用神经网络对Otto商品分类预测

In [None]:
import numpy as np
import pandas as pd
from patsy import dmatrices
from sklearn.neural_network import MLPClassifier
from sklearn.model_selection import train_test_split, cross_val_score, GridSearchCV
from sklearn import metrics
import matplotlib.pyplot as plt

从./input/train.csv读入数据

In [None]:
data = pd.read_csv('../input/train.csv')
data.head()

数据中从第一列到倒数第二列是feature

In [None]:
columns = data.columns.tolist()[1:-1]

In [None]:
X = data[columns]

In [None]:
y = np.ravel(data['target'])

观察商品种类的分布

In [None]:
df = data.groupby(['target']).size() / data.shape[0] * 100.
df.plot(kind='bar')
plt.show()

显示feature 20在不同类下的分布图

In [None]:
for i in range(9):
    plt.subplot(3, 3, i+1)
    data[data['target'] == 'Class_' + str(i+1)].feat_20.hist()
plt.show()

显示feature 19和feature 20的散点图

In [None]:
plt.scatter(data.feat_19, data.feat_20)
plt.show()

显示所有feature的相关系数矩阵

In [None]:
fig = plt.figure()
ax = fig.add_subplot(1, 1, 1)
cax = ax.matshow(X.corr())
fig.colorbar(cax)
plt.show()

In [None]:
num_fea = X.shape[1]
num_fea

初始化神经网络模型，两个隐藏层，整个网络为93x30x10x9

In [None]:
model = MLPClassifier(hidden_layer_sizes=(30, 10), alpha=1e-5, activation='relu', \
                      solver='lbfgs', verbose=3, random_state=0)

预测需要约1分钟

In [None]:
model.fit(X, y)

观察模型系数和bias

In [None]:
model.intercepts_

In [None]:
print(model.coefs_[0].shape)
print(model.coefs_[1].shape)
print(model.coefs_[2].shape)

In [None]:
pred = model.predict(X)
pred

输出训练数据上的准确度

In [None]:
model.score(X, y)

In [None]:
sum(pred == y) / len(y)

In [None]:
cross_val_score(model, X, y, cv=4)

在测试数据../input/test.csv上进行预测

In [None]:
test = pd.read_csv('../input/test.csv')

输出为对每一个商品预测出的属于每一种类别的概率，并加入id列，输出到./otto_prediction.tsv里

In [None]:
preds_test = model.predict_proba(test.iloc[:,1:])

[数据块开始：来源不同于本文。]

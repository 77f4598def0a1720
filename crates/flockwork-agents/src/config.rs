//! Per-agent physical and behavioral parameters.
//!
//! [`AgentParams`] bundles every tunable an agent needs: its body (mass,
//! speed and force limits), its senses (neighbor radius), and the thresholds
//! its state machine works with. The core crate deserializes a default set
//! from the `agent` section of the simulation config and hands a copy to
//! every agent it spawns; callers may override any field per agent.

use glam::Vec3;
use serde::{Deserialize, Serialize};

use crate::error::AgentError;

/// Tunable parameters for a single agent.
#[derive(Debug, Clone, Copy, PartialEq, Serialize, Deserialize)]
#[serde(default)]
pub struct AgentParams {
    /// Mass used to turn force into acceleration (default: 1.0).
    pub mass: f32,

    /// Maximum speed in units per second (default: 5.0).
    pub max_speed: f32,

    /// Maximum magnitude of the net steering force (default: 10.0).
    pub max_force: f32,

    /// Radius within which other agents count as neighbors (default: 5.0).
    pub neighbor_radius: f32,

    /// Maximum amount of resource the agent can carry (default: 10.0).
    pub carry_capacity: f32,

    /// Starting health. The agent dies when health reaches zero
    /// (default: 100.0).
    pub health: f32,

    /// Distance at which a destination counts as reached (default: 0.5).
    pub arrival_distance: f32,

    /// Distance at which the implicit arrive starts slowing down
    /// (default: 3.0).
    pub slowing_distance: f32,

    /// Below this speed the agent does not move its position
    /// (default: 0.01).
    pub min_motion_speed: f32,

    /// Maximum heading rotation in radians per second (default: 2π).
    pub turn_rate: f32,

    /// Fraction of carry capacity at which a gatherer heads home
    /// (default: 0.95).
    ///
    /// Must lie in `(0, 1]`.
    pub gather_completion_threshold: f32,

    /// Distance beyond which a fleeing agent considers itself safe
    /// (default: 15.0).
    pub flee_safe_distance: f32,

    /// How far behind a leader a following agent trails (default: 2.0).
    pub follow_distance: f32,

    /// Distance within which an attacker deals damage (default: 1.5).
    pub attack_range: f32,

    /// Damage dealt per attack (default: 10.0).
    pub attack_damage: f32,

    /// Seconds between two attacks (default: 1.0).
    pub attack_interval: f32,
}

impl Default for AgentParams {
    fn default() -> Self {
        Self {
            mass: 1.0,
            max_speed: 5.0,
            max_force: 10.0,
            neighbor_radius: 5.0,
            carry_capacity: 10.0,
            health: 100.0,
            arrival_distance: 0.5,
            slowing_distance: 3.0,
            min_motion_speed: 0.01,
            turn_rate: std::f32::consts::TAU,
            gather_completion_threshold: 0.95,
            flee_safe_distance: 15.0,
            follow_distance: 2.0,
            attack_range: 1.5,
            attack_damage: 10.0,
            attack_interval: 1.0,
        }
    }
}

impl AgentParams {
    /// Check that every parameter is within range.
    ///
    /// # Errors
    ///
    /// Returns [`AgentError::InvalidParameter`] naming the first field that
    /// is out of range.
    pub fn validate(&self) -> Result<(), AgentError> {
        positive("mass", self.mass)?;
        positive("max_speed", self.max_speed)?;
        positive("max_force", self.max_force)?;
        positive("neighbor_radius", self.neighbor_radius)?;
        positive("arrival_distance", self.arrival_distance)?;
        positive("turn_rate", self.turn_rate)?;
        positive("attack_interval", self.attack_interval)?;
        non_negative("carry_capacity", self.carry_capacity)?;
        non_negative("health", self.health)?;
        non_negative("slowing_distance", self.slowing_distance)?;
        non_negative("min_motion_speed", self.min_motion_speed)?;
        non_negative("flee_safe_distance", self.flee_safe_distance)?;
        non_negative("follow_distance", self.follow_distance)?;
        non_negative("attack_range", self.attack_range)?;
        non_negative("attack_damage", self.attack_damage)?;
        if !(self.gather_completion_threshold > 0.0 && self.gather_completion_threshold <= 1.0) {
            return Err(AgentError::InvalidParameter {
                field: "gather_completion_threshold",
                reason: "must lie in (0, 1]",
            });
        }
        Ok(())
    }

    /// Carried amount at which a gatherer stops harvesting.
    pub fn gather_target(&self) -> f32 {
        self.carry_capacity * self.gather_completion_threshold
    }

    /// Slowing radius for the implicit arrive, never smaller than the
    /// arrival distance.
    pub const fn effective_slowing_distance(&self) -> f32 {
        self.slowing_distance.max(self.arrival_distance)
    }

    /// Whether `position` is within arrival distance of `destination`.
    pub fn has_arrived(&self, position: Vec3, destination: Vec3) -> bool {
        position.distance_squared(destination) <= self.arrival_distance * self.arrival_distance
    }
}

fn positive(field: &'static str, value: f32) -> Result<(), AgentError> {
    if value.is_finite() && value > 0.0 {
        Ok(())
    } else {
        Err(AgentError::InvalidParameter {
            field,
            reason: "must be a positive finite number",
        })
    }
}

fn non_negative(field: &'static str, value: f32) -> Result<(), AgentError> {
    if value.is_finite() && value >= 0.0 {
        Ok(())
    } else {
        Err(AgentError::InvalidParameter {
            field,
            reason: "must be a non-negative finite number",
        })
    }
}

#[cfg(test)]
mod tests {
    use super::*;

    #[test]
    fn defaults_are_valid() {
        assert!(AgentParams::default().validate().is_ok());
    }

    #[test]
    fn zero_mass_is_rejected() {
        let params = AgentParams {
            mass: 0.0,
            ..AgentParams::default()
        };
        let err = params.validate();
        assert!(matches!(
            err,
            Err(AgentError::InvalidParameter { field: "mass", .. })
        ));
    }

    #[test]
    fn completion_threshold_must_be_a_fraction() {
        for bad in [0.0, -0.5, 1.5, f32::NAN] {
            let params = AgentParams {
                gather_completion_threshold: bad,
                ..AgentParams::default()
            };
            assert!(params.validate().is_err(), "{bad} accepted");
        }
    }

    #[test]
    fn slowing_distance_never_below_arrival() {
        let params = AgentParams {
            arrival_distance: 2.0,
            slowing_distance: 1.0,
            ..AgentParams::default()
        };
        assert!((params.effective_slowing_distance() - 2.0).abs() < f32::EPSILON);
    }

    #[test]
    fn gather_target_scales_capacity() {
        let params = AgentParams {
            carry_capacity: 20.0,
            gather_completion_threshold: 0.5,
            ..AgentParams::default()
        };
        assert!((params.gather_target() - 10.0).abs() < f32::EPSILON);
    }
}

result = pd.DataFrame(preds_test, columns=['Class_'+str(i+1) for i in range(9)])
result['id'] = test['id']

# reorder 
cols = result.columns.tolist()
cols = cols[-1:] + cols[:-1]
result = result[cols]

In [None]:
result.to_csv('./otto_predictions.csv', index=False)